EXERCISE DIRECTIONS: If a line holds the word "TableIndex", copy it from the entries.

Dataset excerpts:
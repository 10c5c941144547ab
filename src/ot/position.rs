//! GPOS application and attachment resolution.

use core_maths::CoreFloat;
use smallvec::SmallVec;
use ttf_parser::gpos::*;
use ttf_parser::opentype_layout::Coverage;

use super::apply::{Apply, ApplyContext, BaseCache};
use super::layout::{apply_layout_table, lookup_flags, Subtable, TableIndex};
use super::matching::{Skipper, Verdict};
use crate::buffer::{Buffer, BufferScratchFlags, GlyphInfo, GlyphPosition};
use crate::face::Face;
use crate::plan::ShapePlan;
use crate::Direction;

pub fn position(plan: &ShapePlan, face: &Face, buffer: &mut Buffer) {
    apply_layout_table(plan, face, buffer, face.gpos.as_ref());
}

/// How a glyph hangs off the glyph its attach chain points at.
pub mod attach_type {
    pub const MARK: u8 = 1;
    pub const CURSIVE: u8 = 2;
}

impl<'a> Subtable<'a> for PositioningSubtable<'a> {
    const TABLE: TableIndex = TableIndex::GPOS;

    fn first_coverage(&self) -> Coverage<'a> {
        self.coverage()
    }
}

impl Apply for PositioningSubtable<'_> {
    fn apply(&self, ctx: &mut ApplyContext) -> Option<()> {
        match self {
            Self::Single(t) => t.apply(ctx),
            Self::Pair(t) => t.apply(ctx),
            Self::Cursive(t) => t.apply(ctx),
            Self::MarkToBase(t) => t.apply(ctx),
            Self::MarkToLigature(t) => t.apply(ctx),
            Self::MarkToMark(t) => t.apply(ctx),
            Self::Context(t) => t.apply(ctx),
            Self::ChainContext(t) => t.apply(ctx),
        }
    }
}

#[derive(Clone, Copy)]
enum Axis {
    X,
    Y,
}

/// Whether device tables apply on the x and y axes: a ppem is set or the
/// face is varied.
fn device_axes(face: &Face) -> (bool, bool) {
    let (ppem_x, ppem_y) = face.pixels_per_em().unwrap_or((0, 0));
    let varied = face.coords().next().is_some();
    (ppem_x != 0 || varied, ppem_y != 0 || varied)
}

fn device_delta(face: &Face, device: &Device, axis: Axis) -> i32 {
    let delta = match device {
        Device::Hinting(hinting) => match axis {
            Axis::X => hinting.x_delta(face.units_per_em, face.pixels_per_em()),
            Axis::Y => hinting.y_delta(face.units_per_em, face.pixels_per_em()),
        },
        Device::Variation(variation) => variation_delta(face, variation),
    };

    delta.unwrap_or(0)
}

fn variation_delta(face: &Face, variation: &VariationDevice) -> Option<i32> {
    let delta = face
        .tables()
        .gdef?
        .glyph_variation_delta(
            variation.outer_index,
            variation.inner_index,
            face.variation_coordinates(),
        )?
        .round();

    (delta >= i32::MIN as f32 && delta < i32::MAX as f32).then_some(delta as i32)
}

fn anchor_point(face: &Face, anchor: &Anchor) -> (i32, i32) {
    let (use_x, use_y) = device_axes(face);
    let mut x = i32::from(anchor.x);
    let mut y = i32::from(anchor.y);

    if let Some(device) = anchor.x_device.filter(|_| use_x) {
        x += device_delta(face, &device, Axis::X);
    }

    if let Some(device) = anchor.y_device.filter(|_| use_y) {
        y += device_delta(face, &device, Axis::Y);
    }

    (x, y)
}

REPLY:
use super::layout::{apply_layout_table, lookup_flags, Subtable, TableIndex};
    const TABLE: TableIndex = TableIndex::GPOS;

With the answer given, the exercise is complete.